When I arrived at the Ministry of Foreign and European Affairs, World Food Programme (WFP) convoys had already for some time been falling victim to acts of piracy off the Somali coast. Back in summer 2007, my colleague Hervé Morin and I decided that the French Navy would escort them, and in September 2007 at the United Nations General Assembly President Sarkozy announced the launch of Operation Alcyon. We then went to work on consolidating the legal framework for fighting piracy by getting several important resolutions passed at the Security Council. Finally, thanks to the French European Union presidency, we launched in partnership with Spain the first European maritime operation under the European Security and Defence Policy - "Atalante" - to provide security for European ships passing through the Gulf of Aden.

This operation has achieved many successes. No vessel protected by "Atalante" has been attacked. Our determination is still as strong as ever, as our operations to release our hostages have shown. France has arrested over 70 pirates and those who attacked our compatriots have been brought back to France for trial. Of course, piracy hasn’t disappeared. We can even see that it has now spread to the Seychelles archipelago, whose economy might not be able to recover from this scourge and who is appealing to us for help. But to fight this evil, we can’t just confine ourselves to naval action.

In Somalia, piracy is first and foremost the symptom of the failure of the rule of law which has been sapping the country’s strength since 1991. Abandoned to the warlords and now divided into three autonomous entities, Somalia can no longer ensure her security either on land or at sea. Helping the Somalis to rebuild a State: this is the second prong of our action.

Over the past few months, we have encouraged dialogue between the different rival factions. January’s election of a moderate Islamist president confirmed the pertinence of our analysis: for over a year, we had been seeking to persuade our Western partners that Sheikh Sharif was the only leader capable of rallying a consensus to support him. Today, for the first time since 1991, a national unity government leads Somalia, bringing promise of hope and stability. This, I hope, should encourage people to stop looking at Somalia solely through the prism of the fight against al-Qaida. Of course, we aren’t naive: Western hostages are still being taken and the government has just adopted sharia law. While providing support for the consolidation of the State, we will never, ever compromise when it comes to respect for human rights - and the rights of women.

We will also be contributing to training Somali security forces, through our troops stationed in Djibouti. Giving Somalis back control of their security: this is the whole purpose of the meeting the United Nations Secretary-General has organized this Thursday in Brussels. At stake are not only the fight against piracy and terrorism, but also the stability of the whole of Eastern Africa and reduction of the still growing migration flows, with dozens of refugees drowning every day in the Gulf of Aden, out of sight and sound.
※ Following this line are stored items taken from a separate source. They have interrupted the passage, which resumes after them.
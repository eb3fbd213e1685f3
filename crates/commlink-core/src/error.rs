//! 传输层错误类型定义

use std::io;
use thiserror::Error;

/// 传输层统一错误类型
///
/// 超时（`Timeout`）在核心内部是一个错误分支，但在边界处被编码为字面量 `0`，
/// 从不与负数错误码混淆。
#[derive(Error, Debug)]
pub enum LinkError {
    /// 调用参数不合法（空名称、长度越界、未知波特率、offset/length 越界等）
    #[error("Invalid argument: {0}")]
    InvalidArgument(String),

    /// 经典 CAN 路径上请求了 FD / BRS
    #[error("Unsupported: {0}")]
    Unsupported(String),

    /// 打开设备被拒绝（提权重试后仍失败）
    #[error("Permission denied on '{path}': {}", describe_errno(.errno))]
    PermissionDenied { path: String, errno: i32 },

    /// readiness 等待超时
    #[error("Operation timeout")]
    Timeout,

    /// 其他系统调用失败，携带原始 errno
    #[error("{op} failed: {}", describe_errno(.errno))]
    Os { op: &'static str, errno: i32 },

    /// 句柄未知或已关闭
    #[error("Unknown or closed handle")]
    BadHandle,
}

fn describe_errno(errno: &i32) -> io::Error {
    io::Error::from_raw_os_error(*errno)
}

impl LinkError {
    pub fn invalid(message: impl Into<String>) -> Self {
        Self::InvalidArgument(message.into())
    }

    pub fn os(op: &'static str, errno: i32) -> Self {
        Self::Os { op, errno }
    }

    /// 从 `std::io::Error` 构造；没有 OS 错误码时按 `EIO` 处理
    pub fn from_io(op: &'static str, err: &io::Error) -> Self {
        Self::os(op, err.raw_os_error().unwrap_or(libc::EIO))
    }

    /// 原始 errno（仅 `Os` / `PermissionDenied` 携带）
    pub fn errno(&self) -> Option<i32> {
        match self {
            Self::Os { errno, .. } | Self::PermissionDenied { errno, .. } => Some(*errno),
            _ => None,
        }
    }

    pub fn is_timeout(&self) -> bool {
        matches!(self, Self::Timeout)
    }

    /// 边界编码
    ///
    /// | 变体 | 返回值 |
    /// |------|--------|
    /// | `InvalidArgument` | `-EINVAL` |
    /// | `Unsupported` | `-ENOTSUP` |
    /// | `PermissionDenied` / `Os` | `-errno` |
    /// | `BadHandle` | `-EBADF` |
    /// | `Timeout` | `0` |
    pub fn code(&self) -> i32 {
        match self {
            Self::InvalidArgument(_) => -libc::EINVAL,
            Self::Unsupported(_) => -libc::ENOTSUP,
            Self::PermissionDenied { errno, .. } | Self::Os { errno, .. } => negative(*errno),
            Self::Timeout => 0,
            Self::BadHandle => -libc::EBADF,
        }
    }
}

// errno 为 0 时说明调用方没有拿到真实错误码，不能编码成 "成功"
fn negative(errno: i32) -> i32 {
    if errno > 0 { -errno } else { -libc::EIO }
}

/// 将数据操作的结果折叠为边界整数：字节数 / `0` 超时 / 负 errno
pub fn status_code(result: &Result<usize, LinkError>) -> i32 {
    match result {
        Ok(n) => i32::try_from(*n).unwrap_or(i32::MAX),
        Err(e) => e.code(),
    }
}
What we are doing every day on the ground is dictated by a longer-term strategy addressing two imperatives. First of all, more Defence Europe. After EUFOR Chad/CAR, "Atalante" is a decisive step forward. I hope our European partners come in with us on the effort to train the Somali forces.

Secondly, more Africa: Somali has on her territory the only exclusively African Union-led military operation, AMISOM (African Mission in Somalia). We have helped train its troops, who come from Uganda and Burundi. And we are going to continue doing so, since that country will not have security in the future unless there is regional ownership of the means to ensure it.

This picture of our action in Somalia gives me the opportunity to remind detractors of France’s Africa policy how much our approach has changed in the past two years. France is now actively working on a political issue in which she was previously uninvolved. She is using the asset of her military presence in Djibouti and, with her partners, is engaged in finding solutions. And she is being heeded./.